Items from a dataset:
• • • • • • •

//! Pipeline Orchestrator — owns the ordered stage list and the run's
//! state machine.
//!
//! States: `Idle → Running(i) → {Running(i+1) | Stopped(i, reason) |
//! Completed}`. The orchestrator is strictly sequential: it blocks on
//! each stage-executor call before evaluating the stop condition, and it
//! never suppresses a halt or failure to reach later stages. Resumption
//! after a halt is an explicit new invocation by the caller; a halted
//! orchestrator is terminal.

use std::path::{Path, PathBuf};
use std::sync::Arc;
use tracing::{info, warn};

use crate::artifact::{ArtifactStore, feature_name_from_spec};
use crate::errors::PipelineError;
use crate::executor::StageExecutor;
use crate::handlers::HandlerRegistry;
use crate::report::Summary;
use crate::run::PipelineRun;
use crate::stage::{Stage, StageStatus};
use crate::stop::StopDecision;
use crate::ui::OrchestratorUI;

#[derive(Debug, Clone, PartialEq)]
pub enum OrchestratorState {
    Idle,
    /// Index into the stage list of the stage about to execute.
    Running(usize),
    Stopped { ordinal: u32, reason: String },
    Completed,
}

pub struct PipelineOrchestrator {
    stages: Vec<Stage>,
    executor: StageExecutor,
    artifact_dir: PathBuf,
    state: OrchestratorState,
    run: Option<PipelineRun>,
    store: Option<ArtifactStore>,
    ui: Option<Arc<OrchestratorUI>>,
}

impl PipelineOrchestrator {
    pub fn new(stages: Vec<Stage>, registry: HandlerRegistry, artifact_dir: &Path) -> Self {
        Self {
            stages,
            executor: StageExecutor::new(registry),
            artifact_dir: artifact_dir.to_path_buf(),
            state: OrchestratorState::Idle,
            run: None,
            store: None,
            ui: None,
        }
    }

    pub fn with_ui(mut self, ui: Arc<OrchestratorUI>) -> Self {
        self.ui = Some(ui);
        self
    }

    pub fn state(&self) -> &OrchestratorState {
        &self.state
    }

    pub fn run_handle(&self) -> Option<&PipelineRun> {
        self.run.as_ref()
    }

    /// Validate the initiating specification, create the run, and move to
    /// `Running(0)`.
    pub fn start(&mut self, spec_path: &Path) -> Result<(), PipelineError> {
        if self.state != OrchestratorState::Idle {
            return Err(PipelineError::Other(anyhow::anyhow!(
                "orchestrator already started; resumption requires a new invocation"
            )));
        }
        if !spec_path.is_file() {
            return Err(PipelineError::SpecNotFound {
                path: spec_path.to_path_buf(),
            });
        }

        let feature = feature_name_from_spec(spec_path);
        let mut store = ArtifactStore::new(&feature, &self.artifact_dir)?;
        store.register_specification(spec_path)?;

        info!(%feature, spec = %spec_path.display(), "pipeline run starting");
        self.run = Some(PipelineRun::new(spec_path.to_path_buf(), &feature));
        self.store = Some(store);
        self.state = OrchestratorState::Running(0);
        Ok(())
    }

    /// Drive the pipeline stage-by-stage until completion or a halt.
    ///
    /// On `pass` the stage index advances and the next stage executes
    /// immediately; on `fail` or `stopped` control returns to the caller
    /// with no later stage executed.
    pub async fn advance(&mut self) -> Result<(), PipelineError> {
        loop {
            let OrchestratorState::Running(index) = self.state else {
                return Err(PipelineError::Other(anyhow::anyhow!(
                    "advance() called outside Running state"
                )));
            };

            if index >= self.stages.len() {
                self.run_mut().complete();
                self.state = OrchestratorState::Completed;
                info!("pipeline run completed");
                return Ok(());
            }

            let stage = self.stages[index].clone();
            if let Some(ui) = &self.ui {
                ui.start_stage(stage.ordinal, &stage.name);
            }

            // Split borrows at field level so the executor can run against
            // the run and store while the orchestrator stays borrowed.
            let run = self.run.as_mut().expect("run exists while Running");
            let store = self.store.as_mut().expect("store exists while Running");
            let executed = self.executor.execute(&stage, run, store).await;

            match executed {
                Ok((result, StopDecision::Continue)) if result.status == StageStatus::Pass => {
                    if let Some(ui) = &self.ui {
                        ui.stage_complete(&stage.name, stage.success_label());
                    }
                    let run = self.run_mut();
                    run.current_index = index + 1;
                    self.state = OrchestratorState::Running(index + 1);
                }
                Ok((result, decision)) => {
                    let reason = match decision {
                        StopDecision::Halt(reason) => reason.to_string(),
                        StopDecision::Continue => result.findings.clone(),
                    };
                    warn!(stage = %stage.id, %reason, "run halted");
                    if let Some(ui) = &self.ui {
                        ui.stage_halted(&stage.name, &reason);
                    }
                    self.run_mut().stop_at(stage.ordinal);
                    self.state = OrchestratorState::Stopped {
                        ordinal: stage.ordinal,
                        reason,
                    };
                    return Ok(());
                }
                Err(err) => {
                    // Contract violations and other wiring defects still
                    // leave the run accounted for, so the summary renders.
                    self.run_mut().stop_at(stage.ordinal);
                    self.state = OrchestratorState::Stopped {
                        ordinal: stage.ordinal,
                        reason: err.to_string(),
                    };
                    return Err(err);
                }
            }
        }
    }

    /// Render the fixed-schema summary for the current run.
    pub fn summary(&self) -> Option<Summary> {
        let run = self.run.as_ref()?;
        let halt_reason = match &self.state {
            OrchestratorState::Stopped { reason, .. } => Some(reason.clone()),
            _ => None,
        };
        Some(Summary::from_run(&self.stages, run, halt_reason))
    }

    /// The single invocation surface: `run(spec_path) -> Summary`.
    ///
    /// Halted runs return `Ok` — the summary is the complete account of
    /// progress to the point of failure. Only wiring defects (missing
    /// specification, contract violations) surface as errors, and even
    /// then a summary is available through [`Self::summary`].
    pub async fn run(&mut self, spec_path: &Path) -> Result<Summary, PipelineError> {
        self.start(spec_path)?;
        self.advance().await?;
        self.summary().ok_or_else(|| {
            PipelineError::Other(anyhow::anyhow!("run produced no summary"))
        })
    }

    fn run_mut(&mut self) -> &mut PipelineRun {
        self.run.as_mut().expect("run exists while not Idle")
    }
}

• • • • • • •

## About this exercise
If a line above holds the word "HandlerRegistry", count it; then say how many such lines there are and nothing else.

## Exercise result
2